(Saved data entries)
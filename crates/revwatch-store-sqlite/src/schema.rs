//! SQL schema for the revwatch SQLite store.
//!
//! Executed once at connection startup. Future migrations will be gated on
//! `PRAGMA user_version`.

/// Full schema DDL; idempotent thanks to `CREATE TABLE IF NOT EXISTS`.
pub const SCHEMA: &str = "
PRAGMA journal_mode = WAL;
PRAGMA foreign_keys = ON;

-- latest_review_id is checked at COMMIT so the install transaction can delete
-- the old review before the pointer moves to its replacement.
CREATE TABLE IF NOT EXISTS profiles (
    profile_id       TEXT PRIMARY KEY CHECK (length(profile_id) BETWEEN 1 AND 100),
    display_name     TEXT NOT NULL,
    latest_review_id TEXT REFERENCES reviews(review_id) DEFERRABLE INITIALLY DEFERRED,
    created_at       TEXT NOT NULL
);

-- At most one row per profile: superseded reviews are deleted, not kept.
CREATE TABLE IF NOT EXISTS reviews (
    review_id     TEXT PRIMARY KEY,
    profile_id    TEXT NOT NULL REFERENCES profiles(profile_id),
    place_id      TEXT NOT NULL,
    place_name    TEXT NOT NULL,
    star_rating   INTEGER NOT NULL CHECK (star_rating BETWEEN 0 AND 5),
    body          TEXT NOT NULL,
    body_original TEXT,            -- NULL when identical to body
    crawled_at    TEXT NOT NULL,   -- RFC 3339 UTC
    UNIQUE (profile_id)
);

CREATE TABLE IF NOT EXISTS subscriptions (
    subscription_id  TEXT PRIMARY KEY,
    group_id         TEXT NOT NULL,
    channel_id       TEXT NOT NULL,
    profile_id       TEXT NOT NULL REFERENCES profiles(profile_id),
    deliver_original INTEGER NOT NULL DEFAULT 0,
    created_at       TEXT NOT NULL,
    UNIQUE (group_id, profile_id)
);

CREATE INDEX IF NOT EXISTS subscriptions_profile_idx ON subscriptions(profile_id);

PRAGMA user_version = 1;
";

TASK OBJECTIVE:
Collect the lines of the data that carry the word "PRAGMA".

REPLY:
//! `PRAGMA user_version`.
PRAGMA journal_mode = WAL;
PRAGMA foreign_keys = ON;
PRAGMA user_version = 1;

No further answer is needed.